The Massachusetts Appeals Court today ruled that the Commonwealth can prosecute a criminal defendant after connecting him to a crime scene by his illegally-obtained DNA. The name of the case is Commonwealth v. Lunden.
The defendant is currently under indictment for drug crimes and multiple counts of breaking and entering in the nighttime. He has a long history of committing crimes and serving time in jail. In September of 2000, the defendant was in state prison after being convicted of a civil rights violation. At that time, Massachusetts law required defendants convicted of 33 different crimes to submit DNA samples. A civil rights violation was not included in the list of 33 crimes, but the prison took the defendant’s blood in error and included his DNA profile in the state database. In 2004, the Massachusetts Legislature changed the law to require any person convicted of a felony, or any person who was on probation for committing a felony, to submit a DNA sample. The defendant fell into that category of individuals, as he was then on probation for unarmed robbery. The defendant was convicted of felonies twice more in 2005, but the Commonwealth did not take another blood sample since the defendant had already had his blood taken (unlawfully) in 2000.
In 2006, law enforcement officials learned that DNA found at various crime scenes in Middlesex and Bristol counties matched the defendant’s DNA profile that was obtained from his illegally-obtained blood sample. After the defendant was arrested and taken into custody for these new crimes in 2007, the Commonwealth obtained a new blood sample and confirmed that the defendant’s DNA profile was a match for the DNA found at the crime scenes. The Commonwealth wants to use the results of the 2007 DNA profile against the defendant at his upcoming trial.
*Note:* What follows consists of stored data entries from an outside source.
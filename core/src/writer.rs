//! Commits prepared records to the three sinks in a fixed order.
//!
//! Order is vector index, then warehouse, then relational mirror, and the
//! first failing sink stops the chain. A relational row is therefore only
//! written once its vector and audit row exist. Nothing is rolled back: a
//! failed warehouse insert leaves the upserted vectors in place, and the
//! user is retried in full on the next run because the pair filter reads
//! the relational table.

use crate::context::SyncContext;
use crate::models::PreparedRecords;

/// How far a user's write got.
#[derive(Debug, Clone, Copy, PartialEq, Eq)]
pub enum WriteOutcome {
    /// Nothing to write; no sink was called.
    Empty,
    VectorFailed,
    WarehouseFailed,
    /// Relational sink reached; rows it reported as persisted.
    Persisted(usize),
}

impl WriteOutcome {
    /// Rows to report as durably inserted.
    pub fn inserted(self) -> usize {
        match self {
            WriteOutcome::Persisted(n) => n,
            _ => 0,
        }
    }
}

pub async fn write_records(
    ctx: &SyncContext,
    namespace: &str,
    records: &PreparedRecords,
) -> WriteOutcome {
    if records.is_empty() {
        return WriteOutcome::Empty;
    }

    let targets = &ctx.targets;

    if !ctx.vector_sink.upsert(records.vectors(), namespace).await {
        tracing::warn!(
            target: "uvsync.writer",
            stage = "writer.vector.failed",
            namespace = %namespace,
            rows = records.len()
        );
        return WriteOutcome::VectorFailed;
    }

    if !ctx
        .warehouse_sink
        .insert(
            &targets.warehouse_dataset_id,
            &targets.warehouse_table_id,
            records.warehouse_rows(),
        )
        .await
    {
        tracing::warn!(
            target: "uvsync.writer",
            stage = "writer.warehouse.failed",
            namespace = %namespace,
            rows = records.len()
        );
        return WriteOutcome::WarehouseFailed;
    }

    let persisted = ctx
        .relational_sink
        .upsert(&targets.relational_table_id, records.relational_rows())
        .await;

    tracing::debug!(
        target: "uvsync.writer",
        stage = "writer.out",
        namespace = %namespace,
        rows = records.len(),
        persisted
    );

    WriteOutcome::Persisted(persisted)
}
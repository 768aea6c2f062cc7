pub mod r#trait;

pub use r#trait::{
    PairIndexLoader, RelationalSink, RowSource, VectorFetcher, VectorSink, WarehouseSink,
};
//! Seams to the external systems a sync run talks to.
//!
//! Fetch-style collaborators return `anyhow::Result` and let failures
//! propagate. Sinks swallow their own failures (after logging them with a
//! [`crate::error::SinkErrorKind`]) and report a plain outcome.

use std::collections::HashSet;

use async_trait::async_trait;

use crate::models::{RelationalRow, UserRows, Vector, VectorRecord, WarehouseRow};

/// Warehouse rows still to be vectorized, grouped by user.
#[async_trait]
pub trait RowSource: Send + Sync {
    async fn load_users(&self) -> anyhow::Result<Vec<UserRows>>;
}

/// Point-id lookup against the item vector index.
#[async_trait]
pub trait VectorFetcher: Send + Sync {
    /// Response order is not guaranteed to follow `point_ids`. An empty
    /// request yields an empty response.
    async fn fetch(&self, point_ids: &[String]) -> anyhow::Result<Vec<Vector>>;
}

/// Upsert into the user vector index.
#[async_trait]
pub trait VectorSink: Send + Sync {
    /// `false` on failure or when `records` is empty.
    async fn upsert(&self, records: &[VectorRecord], namespace: &str) -> bool;
}

/// Batch insert into the warehouse audit table.
#[async_trait]
pub trait WarehouseSink: Send + Sync {
    /// `true` iff the insert reported no row-level errors.
    async fn insert(&self, dataset_id: &str, table_id: &str, rows: &[WarehouseRow]) -> bool;
}

/// Upsert into the relational mirror table.
#[async_trait]
pub trait RelationalSink: Send + Sync {
    /// Number of rows durably written.
    async fn upsert(&self, table_id: &str, rows: &[RelationalRow]) -> usize;
}

/// One-shot read of the `(user_id, item_id)` pairs already mirrored.
#[async_trait]
pub trait PairIndexLoader: Send + Sync {
    async fn load(&self) -> anyhow::Result<HashSet<(String, String)>>;
}
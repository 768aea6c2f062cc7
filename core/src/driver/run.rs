use std::io::Write;

use crate::context::SyncContext;
use crate::dataset::{ExistingPairIndex, UserDataset};
use crate::error::SyncError;
use crate::models::UserRows;
use crate::prepare::prepare;
use crate::writer::write_records;

use super::stats::{progress_line, RunStats};

/// Build, prepare and write one user's rows. Returns the rows the
/// relational sink reported as persisted; an invalid dataset returns 0
/// without touching any sink. Fetch failures are returned to the caller.
pub async fn process_user(
    ctx: &SyncContext,
    pairs: &ExistingPairIndex,
    user: &UserRows,
) -> Result<usize, SyncError> {
    let dataset =
        UserDataset::from_rows(&user.user_id, &user.rows, ctx.fetcher.as_ref(), pairs).await?;

    if !dataset.is_valid() {
        tracing::debug!(
            target: "uvsync.driver",
            user_id = %user.user_id,
            rows = user.rows.len(),
            "no vectors to sync"
        );
        return Ok(0);
    }

    let records = prepare(&dataset, &ctx.targets.item_key);
    let outcome = write_records(ctx, dataset.user_id(), &records).await;
    Ok(outcome.inserted())
}

/// Sync every pending user, writing one progress line per user to `out`.
///
/// A failure inside one user is logged and counted as zero inserted rows;
/// only a failing row source or progress output aborts the run.
pub async fn run<W: Write>(ctx: &SyncContext, out: &mut W) -> Result<RunStats, SyncError> {
    let started = std::time::Instant::now();

    let users = ctx
        .row_source
        .load_users()
        .await
        .map_err(SyncError::RowSource)?;
    let pairs = ExistingPairIndex::load(ctx.pair_loader.as_ref()).await;

    tracing::info!(
        target: "uvsync.driver",
        stage = "run.start",
        users = users.len(),
        existing_pairs = pairs.len()
    );

    let mut stats = RunStats::default();

    for user in &users {
        let inserted = match process_user(ctx, &pairs, user).await {
            Ok(n) => n,
            Err(e) => {
                tracing::error!(
                    target: "uvsync.driver",
                    stage = "run.user.failed",
                    user_id = %user.user_id,
                    error = %e
                );
                0
            }
        };

        stats.record(inserted);
        writeln!(out, "{}", progress_line(&user.user_id, inserted, &stats))?;
    }

    tracing::info!(
        target: "uvsync.driver",
        stage = "run.done",
        users = stats.users,
        users_with_inserts = stats.users_with_inserts,
        inserted = stats.inserted,
        elapsed_ms = started.elapsed().as_millis() as u64
    );

    Ok(stats)
}
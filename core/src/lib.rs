pub mod api;
pub mod config;
pub mod context;
pub mod dataset;
pub mod driver;
pub mod error;
pub mod models;
pub mod prepare;
pub mod sink;
pub mod writer;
The defendant filed a motion to suppress the 2007 DNA evidence, arguing that it was only obtained after he was linked to the crimes by his illegally-obtained DNA profile in 2000. A Middlesex Superior Court judge allowed the defendant’s motion to suppress and the Commonwealth appealed. The Appeals Court reversed.
There is a legal principle called “fruit of the poisonous tree” which stands for the proposition that if illegally-obtained evidence leads to additional evidence, the additional evidence cannot be used at a defendant’s trial because it is the result of the first illegality. The Appeals Court concluded that although the defendant’s blood was illegally taken in 2000, there were subsequent intervening events that made the fruit of the poisonous tree doctrine inapplicable. After the defendant’s blood was initially taken, there were at least three other occasions where the defendant was obligated to supply a sample of his DNA. In 2005, the Department of Correction would have lawfully taken the defendant’s blood if the defendant had not already provided a DNA sample in 2000. As a result of the passage of time and the change in Massachusetts law regarding the DNA database, the initial illegal conduct did not taint the legally-obtained blood sample from 2007. Additionally, the Appeals Court pointed out that there was never any suggestion that law enforcement purposely committed misconduct.
The current law in Massachusetts requires every person convicted of a felony to submit a DNA sample for inclusion in the state database. It is a factor that everyone must consider before deciding to plead guilty to a felony. Such a plea will result in the government forever having a copy of the defendant’s DNA profile.